# Question: EVF of the EOS R - compared to Sony 7AIII?



## XL+ (Sep 28, 2018)

Who can tell me, something about the quality of the EVF of the Eos R? And of the maximal brightness of the display?

Yesterday, I was hiking in the Dolomites ( Italy, Europe). And I took two of my bodies with me. 7AIII with 24-105 and 5DIV with 24-105 and 16-35mm, to be more flexible (no primes as of wheigt limitation  )
My thoughts on these two bodies: 7AIII - definitively sharper 24-105 and more blueish shots. But the shooting experience was definitively better with the 5DIV. The 7AIII EVF is still blueish, and much to dark, when used in bright conditions.

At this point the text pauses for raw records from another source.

//! End-to-end scenarios for the registration pipeline, driven through the
//! controller with fake collaborators.

mod common;

use common::{CountingQueue, FakeTree, ManualGate, RecordingProxyFactory, RecordingRegistry};
use std::sync::Arc;
use std::time::{Duration, Instant};
use vantage_core::{ChangeRecord, NodeId, PipelineConfig};
use vantage_pipeline::{InMemoryJobQueue, PipelineController};

struct Harness {
    tree: Arc<FakeTree>,
    registry: Arc<RecordingRegistry>,
    factory: Arc<RecordingProxyFactory>,
    gate: Arc<ManualGate>,
    controller: PipelineController,
    root: NodeId,
}

impl Harness {
    /// A pipeline over a tree containing just the root node.
    fn new() -> Self {
        common::init_tracing();
        let tree = Arc::new(FakeTree::default());
        let registry = Arc::new(RecordingRegistry::default());
        let factory = Arc::new(RecordingProxyFactory::default());
        let gate = Arc::new(ManualGate::ready());
        let root = tree.add_node("domain", Some("root"), None);

        let mut config = PipelineConfig::default();
        config.startup_timeout_secs = 5;

        let controller = PipelineController::new(
            config,
            tree.clone(),
            registry.clone(),
            factory.clone(),
            gate.clone(),
            Arc::new(InMemoryJobQueue::new()),
            root,
        );

        Self {
            tree,
            registry,
            factory,
            gate,
            controller,
            root,
        }
    }

    /// Enqueue the root's add and run startup.
    fn start_with_root(&self) -> vantage_core::Handle {
        self.controller
            .on_change_batch_committed(&[ChangeRecord::added(self.root, "children", self.root)]);
        self.controller.start().expect("pipeline should start")
    }
}

fn wait_until(deadline: Duration, mut cond: impl FnMut() -> bool) -> bool {
    let start = Instant::now();
    while start.elapsed() < deadline {
        if cond() {
            return true;
        }
        std::thread::sleep(Duration::from_millis(5));
    }
    cond()
}

#[test]
fn scenario_a_start_returns_root_handle() {
    let h = Harness::new();

    let handle = h.start_with_root();

    assert_eq!(h.controller.node_registry().len(), 1);
    assert_eq!(
        h.controller.node_registry().handle_of(h.root),
        Some(handle.clone())
    );
    assert_eq!(h.gate.published.lock().clone(), Some(handle));

    h.controller.stop();
    assert!(h.gate.retracted.load(std::sync::atomic::Ordering::SeqCst));
}

#[test]
fn scenario_b_parent_bound_before_child_within_one_batch() {
    let h = Harness::new();
    let child = h.tree.add_node("server", Some("main"), Some(h.root));

    h.controller.on_change_batch_committed(&[
        ChangeRecord::added(h.root, "children", h.root),
        ChangeRecord::added(h.root, "servers", child),
    ]);
    h.controller.start().unwrap();

    let nodes = h.controller.node_registry();
    assert!(wait_until(Duration::from_secs(5), || nodes.len() == 2));

    let root_handle = nodes.handle_of(h.root).unwrap();
    let child_handle = nodes.handle_of(child).unwrap();
    assert!(child_handle.is_under(&root_handle));
    assert!(h.registry.bind_order(&root_handle).unwrap() < h.registry.bind_order(&child_handle).unwrap());
    assert!(nodes.bound_seq(h.root).unwrap() < nodes.bound_seq(child).unwrap());

    h.controller.stop();
}

#[test]
fn scenario_c_remove_is_immediate_and_repeat_remove_is_noop() {
    let h = Harness::new();
    h.start_with_root();

    h.tree.remove_node(h.root);
    h.controller
        .on_change_batch_committed(&[ChangeRecord::removed(h.root, "children", h.root)]);

    assert!(h.controller.node_registry().is_empty());
    assert_eq!(h.registry.unbinds.lock().len(), 1);

    // A second remove for the same node finds nothing and changes nothing.
    h.controller
        .on_change_batch_committed(&[ChangeRecord::removed(h.root, "children", h.root)]);
    assert!(h.controller.node_registry().is_empty());
    assert_eq!(h.registry.unbinds.lock().len(), 1);

    h.controller.stop();
}

#[test]
fn scenario_d_attribute_change_without_add_registers_on_demand() {
    let h = Harness::new();
    h.start_with_root();

    // The orphan exists in the tree but no add event was ever delivered.
    let orphan = h.tree.add_node("server", Some("stray"), Some(h.root));

    h.controller.on_change_batch_committed(&[ChangeRecord::updated(
        orphan,
        "port",
        None,
        Some("8080"),
    )]);

    // The node was registered before the change was applied.
    let nodes = h.controller.node_registry();
    assert!(nodes.is_registered(orphan));

    let proxy = h.factory.proxy(orphan).expect("proxy created at bind time");
    let changes = proxy.changes.lock();
    assert_eq!(changes.len(), 1);
    assert_eq!(changes[0], ("port".to_string(), None, Some("8080".to_string())));
    drop(changes);

    // Root plus the orphan, each bound exactly once.
    assert_eq!(h.factory.created_count(), 2);

    h.controller.stop();
}

#[test]
fn scenario_e_concurrent_unrelated_chains_each_stay_parent_first() {
    let h = Harness::new();
    h.start_with_root();

    let parent_a = h.tree.add_node("server", Some("a"), Some(h.root));
    let leaf_a = h.tree.add_node("datasource", Some("db-a"), Some(parent_a));
    let parent_b = h.tree.add_node("server", Some("b"), Some(h.root));
    let leaf_b = h.tree.add_node("datasource", Some("db-b"), Some(parent_b));

    let controller = &h.controller;
    std::thread::scope(|scope| {
        scope.spawn(|| {
            controller.on_change_batch_committed(&[ChangeRecord::added(parent_a, "ds", leaf_a)]);
        });
        scope.spawn(|| {
            controller.on_change_batch_committed(&[ChangeRecord::added(parent_b, "ds", leaf_b)]);
        });
    });

    let nodes = h.controller.node_registry();
    assert!(wait_until(Duration::from_secs(5), || {
        nodes.is_registered(leaf_a) && nodes.is_registered(leaf_b)
    }));

    // No relative order is asserted between the two chains; each chain
    // individually satisfies parent-first.
    for (parent, leaf) in [(parent_a, leaf_a), (parent_b, leaf_b)] {
        assert!(nodes.bound_seq(h.root).unwrap() < nodes.bound_seq(parent).unwrap());
        assert!(nodes.bound_seq(parent).unwrap() < nodes.bound_seq(leaf).unwrap());
    }

    h.controller.stop();
}

#[test]
fn attribute_change_with_equal_values_is_not_propagated() {
    let h = Harness::new();
    h.start_with_root();

    h.controller.on_change_batch_committed(&[ChangeRecord::updated(
        h.root,
        "name",
        Some("root"),
        Some("root"),
    )]);

    let proxy = h.factory.proxy(h.root).unwrap();
    assert!(proxy.changes.lock().is_empty());

    h.controller.stop();
}

#[test]
fn failed_bind_leaves_node_out_and_later_change_retries() {
    let h = Harness::new();
    h.start_with_root();

    let flaky = h.tree.add_node("server", Some("flaky"), Some(h.root));
    h.registry.reject_name("flaky");

    h.controller
        .on_change_batch_committed(&[ChangeRecord::added(h.root, "servers", flaky)]);

    // The worker attempted and failed; the node stays untracked.
    let nodes = h.controller.node_registry();
    assert!(wait_until(Duration::from_secs(2), || !nodes.is_registered(flaky)));
    std::thread::sleep(Duration::from_millis(50));
    assert!(!nodes.is_registered(flaky));

    // A later batch touching the node triggers the workaround path, which
    // succeeds once the registry accepts the name again.
    h.registry.binds.lock().clear();
    h.registry.reject_names_clear();
    h.controller.on_change_batch_committed(&[ChangeRecord::updated(
        flaky,
        "port",
        None,
        Some("9090"),
    )]);

    assert!(nodes.is_registered(flaky));
    let proxy = h.factory.proxy(flaky).unwrap();
    assert_eq!(proxy.changes.lock().len(), 1);

    h.controller.stop();
}

#[test]
fn re_adding_a_registered_node_enqueues_no_new_job() {
    common::init_tracing();
    let tree = Arc::new(FakeTree::default());
    let registry = Arc::new(RecordingRegistry::default());
    let factory = Arc::new(RecordingProxyFactory::default());
    let root = tree.add_node("domain", Some("root"), None);
    let queue = Arc::new(CountingQueue::new());

    let mut config = PipelineConfig::default();
    config.startup_timeout_secs = 5;

    let controller = PipelineController::new(
        config,
        tree,
        registry.clone(),
        factory,
        Arc::new(ManualGate::ready()),
        queue.clone(),
        root,
    );

    controller.on_change_batch_committed(&[ChangeRecord::added(root, "children", root)]);
    controller.start().unwrap();
    assert_eq!(queue.adds(), 1);

    // A duplicate add for a node that is already bound is dropped before it
    // reaches the queue.
    controller.on_change_batch_committed(&[ChangeRecord::added(root, "children", root)]);
    assert_eq!(queue.adds(), 1);
    assert_eq!(registry.binds.lock().len(), 1);

    controller.stop();
}

#[test]
fn startup_fails_when_root_never_appears() {
    let tree = Arc::new(FakeTree::default());
    let registry = Arc::new(RecordingRegistry::default());
    let factory = Arc::new(RecordingProxyFactory::default());
    let gate = Arc::new(ManualGate::ready());
    let root = tree.add_node("domain", Some("root"), None);

    let mut config = PipelineConfig::default();
    config.startup_timeout_secs = 1;

    let controller = PipelineController::new(
        config,
        tree,
        registry,
        factory,
        gate,
        Arc::new(InMemoryJobQueue::new()),
        root,
    );

    // No batch ever mentioned the root: the backlog drains empty and the
    // root handle cannot be resolved.
    let err = controller.start().unwrap_err();
    assert!(matches!(err, vantage_core::VantageError::Startup(_)));

    controller.stop();
}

Also, the effect of an polarizer was lagged by the EVF. So I had to wait some seconds on the effect. 
The OVF of the 5DIV was a pleasure to use... 

So, I´d like to know: How is the EVF of the Eos R compared with the EVF of the 7AIII?
And whats about the display?


----------



## ykn123 (Sep 28, 2018)

I tested the R at photokina and was really impressed with the EVF - it is a whole different world compared to e.g. my m50. I never touched a sony long enough however to be able to compare it. I only can say that my concerns with mirrorless cameras were the EVF and the dust on the sensor problem and both issues had been adressed with the R. I only not preordered it due to the low frames per second.


----------



## edoorn (Sep 29, 2018)

the resolution is higher for starters (the A7r3 and a9 also have a 3.7mpix EVF like the R, vs the 2.3mpix EVF of the A73)


----------



## Talys (Sep 29, 2018)

edoorn said:


> the resolution is higher for starters (the A7r3 and a9 also have a 3.7mpix EVF like the R, vs the 2.3mpix EVF of the A73)


The A7R3/A9 EVF is way better than the A73.

I was actually really surprised at how much I much of an improvement the M50 EVF was over the M5.


----------



## Frodo (Sep 29, 2018)

I think EVFs are getting better. But a quick use of the A9 compred to my 5DsR shows they are not there yet. Perhaps that of the R....


----------